Following studies in 2009-2008, the International Diabetes Association. The Pregnancy Study Group (IADPSG), an international forum with representatives from several children's and diabetes organizations, including the American Diabetes Association (ADA), recommended that high-risk women, who at the initial prenatal visit use criteria Standards (Table 3) have diabetes, the diagnosis of diabetes is obvious, not pregnancy.
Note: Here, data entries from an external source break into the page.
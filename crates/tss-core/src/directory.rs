//! Party directory
//!
//! The agreed-upon set of participants. Every node must derive the same
//! sorted order from the same identifiers, since engines index parties by
//! their position in it.

use crate::types::PartyIdentity;
use crate::{Error, Result};
use k256::{
    elliptic_curve::{bigint::U256, ops::Reduce},
    Scalar,
};
use serde::{Deserialize, Serialize};
use sha2::{Digest, Sha256};
use std::collections::{HashMap, HashSet};

/// Raw participant entry as supplied by configuration
#[derive(Debug, Clone, PartialEq, Eq, Serialize, Deserialize)]
pub struct PartyIdentifier {
    /// Unique party id
    pub id: String,
    /// Display name
    #[serde(default)]
    pub name: String,
    /// Raw key material the sort key is derived from
    #[serde(default)]
    pub key: String,
    /// Routing address, if the transport needs one
    #[serde(default)]
    pub address: Option<String>,
}

impl PartyIdentifier {
    pub fn new(id: &str, name: &str, key: &str) -> Self {
        Self {
            id: id.to_string(),
            name: name.to_string(),
            key: key.to_string(),
            address: None,
        }
    }

    pub fn with_address(mut self, address: &str) -> Self {
        self.address = Some(address.to_string());
        self
    }
}

/// Read-only mapping from party id to identity and routing address
#[derive(Debug, Clone)]
pub struct PartyDirectory {
    sorted: Vec<PartyIdentity>,
    by_id: HashMap<String, usize>,
    addresses: HashMap<String, String>,
}

impl PartyDirectory {
    /// Build the directory from configured identifiers
    ///
    /// The resulting order depends only on the set of identifiers, not on the
    /// order they are supplied in.
    pub fn build(identifiers: Vec<PartyIdentifier>) -> Result<Self> {
        if identifiers.is_empty() {
            return Err(Error::InvalidConfig("No parties configured".into()));
        }

        let mut keyed = Vec::with_capacity(identifiers.len());
        let mut addresses = HashMap::new();
        let mut seen = HashSet::new();
        for identifier in identifiers {
            if identifier.id.trim().is_empty() {
                return Err(Error::InvalidConfig("Empty party id".into()));
            }
            if !seen.insert(identifier.id.clone()) {
                return Err(Error::InvalidConfig(format!(
                    "Duplicate party id: {}",
                    identifier.id
                )));
            }

            let key = derive_key(&identifier.id, &identifier.key);
            if key == [0u8; 32] {
                return Err(Error::InvalidConfig(format!(
                    "Party {} derives a zero key",
                    identifier.id
                )));
            }
            if let Some(address) = identifier.address {
                addresses.insert(identifier.id.clone(), address);
            }
            keyed.push((identifier.id, identifier.name, key));
        }

        // Big-endian bytes compare in numeric order.
        keyed.sort_by(|a, b| a.2.cmp(&b.2));

        if let Some(pair) = keyed.windows(2).find(|pair| pair[0].2 == pair[1].2) {
            return Err(Error::InvalidConfig(format!(
                "Parties {} and {} derive the same key",
                pair[0].0, pair[1].0
            )));
        }

        let sorted: Vec<PartyIdentity> = keyed
            .into_iter()
            .enumerate()
            .map(|(index, (id, name, key))| PartyIdentity {
                id,
                name,
                key,
                index,
            })
            .collect();
        let by_id = sorted
            .iter()
            .map(|party| (party.id.clone(), party.index))
            .collect();

        Ok(Self {
            sorted,
            by_id,
            addresses,
        })
    }

    /// All parties in sorted order
    pub fn parties(&self) -> &[PartyIdentity] {
        &self.sorted
    }

    pub fn len(&self) -> usize {
        self.sorted.len()
    }

    pub fn is_empty(&self) -> bool {
        self.sorted.is_empty()
    }

    /// Look up a party by id
    pub fn get(&self, id: &str) -> Option<&PartyIdentity> {
        self.by_id.get(id).map(|&index| &self.sorted[index])
    }

    /// Look up a party by id, failing on unknown ids
    pub fn require(&self, id: &str) -> Result<&PartyIdentity> {
        self.get(id).ok_or_else(|| Error::UnknownParty(id.to_string()))
    }

    /// Routing address of a party, when configured
    pub fn address(&self, id: &str) -> Option<&str> {
        self.addresses.get(id).map(String::as_str)
    }

    /// Resolve a set of ids into identities, keeping directory order
    pub fn subset(&self, ids: &[String]) -> Result<Vec<PartyIdentity>> {
        for id in ids {
            self.require(id)?;
        }
        Ok(self
            .sorted
            .iter()
            .filter(|party| ids.contains(&party.id))
            .cloned()
            .collect())
    }
}

/// Derive a party's sort key
///
/// The raw key string is read as a big-endian integer of its bytes. Keys that
/// do not fit in 32 bytes, and missing keys, fall back to a SHA-256 digest.
fn derive_key(id: &str, raw: &str) -> [u8; 32] {
    let bytes: [u8; 32] = if raw.is_empty() {
        Sha256::digest(id.as_bytes()).into()
    } else if raw.len() > 32 {
        Sha256::digest(raw.as_bytes()).into()
    } else {
        let mut padded = [0u8; 32];
        padded[32 - raw.len()..].copy_from_slice(raw.as_bytes());
        padded
    };
    let scalar = <Scalar as Reduce<U256>>::reduce_bytes(&bytes.into());
    scalar.to_bytes().into()
}

#[cfg(test)]
mod tests {
    use super::*;

    fn identifiers() -> Vec<PartyIdentifier> {
        vec![
            PartyIdentifier::new("p1", "tss1", "1"),
            PartyIdentifier::new("p2", "tss2", "2"),
            PartyIdentifier::new("p3", "tss3", "3"),
            PartyIdentifier::new("p4", "tss4", "4"),
        ]
    }

    fn ids(directory: &PartyDirectory) -> Vec<String> {
        directory.parties().iter().map(|p| p.id.clone()).collect()
    }

    #[test]
    fn test_build_is_order_independent() {
        let forward = PartyDirectory::build(identifiers()).unwrap();

        let mut reversed_input = identifiers();
        reversed_input.reverse();
        let reversed = PartyDirectory::build(reversed_input).unwrap();

        let mut rotated_input = identifiers();
        rotated_input.rotate_left(2);
        let rotated = PartyDirectory::build(rotated_input).unwrap();

        assert_eq!(forward.parties(), reversed.parties());
        assert_eq!(forward.parties(), rotated.parties());
        assert_eq!(ids(&forward), vec!["p1", "p2", "p3", "p4"]);
    }

    #[test]
    fn test_indexes_follow_sorted_keys() {
        let directory = PartyDirectory::build(vec![
            PartyIdentifier::new("nine", "", "9"),
            PartyIdentifier::new("ten", "", "10"),
        ])
        .unwrap();

        // "10" is 0x3130, larger than "9" (0x39)
        assert_eq!(ids(&directory), vec!["nine", "ten"]);
        assert_eq!(directory.require("ten").unwrap().index, 1);
    }

    #[test]
    fn test_key_from_raw_bytes() {
        let directory = PartyDirectory::build(identifiers()).unwrap();
        let p1 = directory.require("p1").unwrap();
        let mut expected = [0u8; 32];
        expected[31] = b'1';
        assert_eq!(p1.key, expected);
    }

    #[test]
    fn test_missing_key_derives_from_id() {
        let a = PartyDirectory::build(vec![
            PartyIdentifier::new("alice", "", ""),
            PartyIdentifier::new("bob", "", ""),
        ])
        .unwrap();
        let b = PartyDirectory::build(vec![
            PartyIdentifier::new("bob", "", ""),
            PartyIdentifier::new("alice", "", ""),
        ])
        .unwrap();
        assert_eq!(a.parties(), b.parties());
    }

    #[test]
    fn test_rejects_malformed_identifiers() {
        let empty = PartyDirectory::build(vec![PartyIdentifier::new(" ", "", "1")]);
        assert!(matches!(empty, Err(Error::InvalidConfig(_))));

        let duplicate_id = PartyDirectory::build(vec![
            PartyIdentifier::new("p1", "", "1"),
            PartyIdentifier::new("p1", "", "2"),
        ]);
        assert!(matches!(duplicate_id, Err(Error::InvalidConfig(_))));

        let duplicate_key = PartyDirectory::build(vec![
            PartyIdentifier::new("p1", "", "1"),
            PartyIdentifier::new("p2", "", "1"),
        ]);
        assert!(matches!(duplicate_key, Err(Error::InvalidConfig(_))));

        assert!(matches!(
            PartyDirectory::build(Vec::new()),
            Err(Error::InvalidConfig(_))
        ));
    }

    #[test]
    fn test_subset_keeps_directory_order() {
        let directory = PartyDirectory::build(identifiers()).unwrap();
        let subset = directory
            .subset(&["p3".to_string(), "p1".to_string()])
            .unwrap();
        assert_eq!(subset[0].id, "p1");
        assert_eq!(subset[1].id, "p3");

        assert!(matches!(
            directory.subset(&["p9".to_string()]),
            Err(Error::UnknownParty(_))
        ));
    }

    #[test]
    fn test_addresses() {
        let directory = PartyDirectory::build(vec![
            PartyIdentifier::new("p1", "", "1").with_address("http://127.0.0.1:50051"),
            PartyIdentifier::new("p2", "", "2"),
        ])
        .unwrap();
        assert_eq!(directory.address("p1"), Some("http://127.0.0.1:50051"));
        assert_eq!(directory.address("p2"), None);
    }
}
About 7% of all pregnancies (ranging from 1% to 14%, depending on the population studied and the diagnostic tests used) have GDM, leading to more than 200,000 cases per year.

Table 1: Etiological classification of diabetes mellitus

I. Type 1 diabetes (destruction of beta cells, usually leading to total insulin deficiency) A. Safety-mediated

B. Idiopathic

II. Type 2 diabetes (may range from overcoming insulin resistance with partial insulin deficiency to overcoming the secretory problem with insulin resistance)

III. Other special types

A. Genetic defects in beta cell function 1. Chromosome 12, HNF-1α (MODY3) 2. Chromosome 7, glucokinase (MODY2) 3. Chromosome 20, HNF-4α (MODY1)

4. Chromosome 13, promoter factor insulin-1 (IPF-1; MODY4) 5. Chromosome 17, HNF-1β (MODY5)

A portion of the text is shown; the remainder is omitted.